·Il concorso con l’obolo alle autoscuole·

Sarà stata la fretta elettorale, una grandissima fretta, ma le assunzioni bandite dalla Tua, la società dei trasporti regionale, sotto la magica regia del consigliere candidato Camillo D’Alessandro, sono da far drizzare i capelli in testa ai tantissimi ragazzi ai quali un posto da operaio farebbe proprio comodo.
Sono 55 i posti messi al bando, divisi tra tecnici addetti alle ferrovie, e gli operai per la gomma, insomma meccanici, carrozzieri e gommisti. Per loro, oltre ai requisiti generici, e all’età minima di 18 anni, viene richiesto obbligatoriamente il possesso della patente “D”, quella per i bus: della serie, se aggiusti un mezzo, devi essere anche in grado di andarlo a provare.

 

 

 

 

 

 

 

Una notizia che ha seminato il panico tra tantissimi ragazzi che hanno visto in questo bando un’opportunità per trovare lavoro. Ma è una notizia che soprattutto ha fatto stappare bottiglie di champagne ai titolari di autoscuole, visto che per prendere la patente D occorrono almeno due mesi di tempo e circa 850 euro di oneri vari. Un botto.
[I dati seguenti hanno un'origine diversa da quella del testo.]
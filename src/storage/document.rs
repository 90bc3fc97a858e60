//! JSON documents on disk
//!
//! Only small configuration documents such as `config.json` go through here.
//! Cabinet records stay in the session's [`RecordStore`](super::RecordStore).

use std::ffi::OsString;
use std::fs::{self, File};
use std::io::{ErrorKind, Write};
use std::path::{Path, PathBuf};

use serde::{de::DeserializeOwned, Serialize};

use crate::error::{CabinetError, CabinetResult};

/// Load a document, or `None` when the file is absent
pub fn load_document<T: DeserializeOwned>(path: &Path) -> CabinetResult<Option<T>> {
    let bytes = match fs::read(path) {
        Ok(bytes) => bytes,
        Err(e) if e.kind() == ErrorKind::NotFound => return Ok(None),
        Err(e) => return Err(CabinetError::Io(format!("{}: {}", path.display(), e))),
    };

    serde_json::from_slice(&bytes)
        .map(Some)
        .map_err(|e| CabinetError::Json(format!("{}: {}", path.display(), e)))
}

/// Replace a document in one step
///
/// The new content goes to `<name>.partial` beside the target and is renamed
/// over it once synced, so readers see either the old or the new document.
pub fn save_document<T: Serialize>(path: &Path, document: &T) -> CabinetResult<()> {
    let mut content = serde_json::to_vec_pretty(document)
        .map_err(|e| CabinetError::Json(format!("{}: {}", path.display(), e)))?;
    content.push(b'\n');

    if let Some(dir) = path.parent() {
        fs::create_dir_all(dir)
            .map_err(|e| CabinetError::Io(format!("{}: {}", dir.display(), e)))?;
    }

    let staging = staging_path(path);
    let staged = File::create(&staging).and_then(|mut file| {
        file.write_all(&content)?;
        file.sync_all()
    });

    if let Err(e) = staged.and_then(|()| fs::rename(&staging, path)) {
        let _ = fs::remove_file(&staging);
        return Err(CabinetError::Storage(format!(
            "could not replace {}: {}",
            path.display(),
            e
        )));
    }
    Ok(())
}

fn staging_path(path: &Path) -> PathBuf {
    let mut name = path
        .file_name()
        .map(OsString::from)
        .unwrap_or_else(|| OsString::from("document"));
    name.push(".partial");
    path.with_file_name(name)
}

#[cfg(test)]
mod tests {
    use super::*;
    use crate::config::Settings;
    use crate::export::ExportFormat;
    use tempfile::TempDir;

    #[test]
    fn test_absent_document_is_none() {
        let temp_dir = TempDir::new().unwrap();
        let loaded: Option<Settings> =
            load_document(&temp_dir.path().join("config.json")).unwrap();
        assert!(loaded.is_none());
    }

    #[test]
    fn test_save_replaces_previous_document() {
        let temp_dir = TempDir::new().unwrap();
        let path = temp_dir.path().join("config.json");

        let mut settings = Settings::default();
        settings.currency_symbol = "a much longer currency label".into();
        save_document(&path, &settings).unwrap();

        settings.currency_symbol = "$".into();
        settings.export.default_format = ExportFormat::Yaml;
        save_document(&path, &settings).unwrap();

        let loaded: Settings = load_document(&path).unwrap().unwrap();
        assert_eq!(loaded.currency_symbol, "$");
        assert_eq!(loaded.export.default_format, ExportFormat::Yaml);
        assert!(!temp_dir.path().join("config.json.partial").exists());
        assert!(fs::read_to_string(&path).unwrap().ends_with("}\n"));
    }

    #[test]
    fn test_save_creates_config_directory() {
        let temp_dir = TempDir::new().unwrap();
        let path = temp_dir.path().join("cabinet-stats").join("config.json");

        save_document(&path, &Settings::default()).unwrap();
        assert!(path.exists());
    }

    #[test]
    fn test_malformed_document_is_json_error() {
        let temp_dir = TempDir::new().unwrap();
        let path = temp_dir.path().join("config.json");
        fs::write(&path, "currency_symbol = $").unwrap();

        let result: CabinetResult<Option<Settings>> = load_document(&path);
        match result {
            Err(CabinetError::Json(message)) => assert!(message.contains("config.json")),
            other => panic!("expected JSON error, got {:?}", other),
        }
    }

    #[test]
    fn test_failed_replace_keeps_target() {
        let temp_dir = TempDir::new().unwrap();
        // A directory at the target path cannot be renamed over
        let path = temp_dir.path().join("config.json");
        fs::create_dir(&path).unwrap();

        let result = save_document(&path, &Settings::default());
        assert!(matches!(result, Err(CabinetError::Storage(_))));
        assert!(path.is_dir());
        assert!(!temp_dir.path().join("config.json.partial").exists());
    }
}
Ma il problema che si pone per gli aspiranti candidati è che molti di loro (anzi, tutti: è escluso che qualcuno sapesse o immaginasse che servisse la patente d per lavorare come operaio) non faranno in tempo a conseguire la patente: il bando scade infatti l’8 aprile.

Ma c’è un altro aspetto assurdo nel bando della Tua: per ottenere la patente D occorrono per legge almeno i 24 anni di età, limite che può scendere a 21 anni se il candidato è titolare di Cqc, titolo per il trasporto di persone. Un particolare che rende il bando farlocco, almeno nella parte in cui prevede che il limite per accedere al concorso è quello dei 18 anni di età. Senza contare che per esempio in Liguria, in un concorso simile l’azienda di trasporti prevede il requisito della patente non indispensabile per partecipare, ma chi lo possiede ha diritto a un punteggio più alto. Che è già un’altra cosa.
Adesso, posto che i sindacati hanno fatto casino e forse la Tua si deciderà a modificare il bando, prevedendo così che la patente possa essere consegnata al momento dell’assunzione anziché al momento della presentazione della domanda, resta comunque un mistero grosso come una casa: a che serve la patente D a un operaio? E soprattutto, che senso ha costringere dei poveri ragazzi disoccupati a pagare un obolo di 850 euro alle autoscuole?
ps: e poi, si può scherzare così con la vita delle persone, solo perché un bando di assunzione fa comodo in campagna elettorale?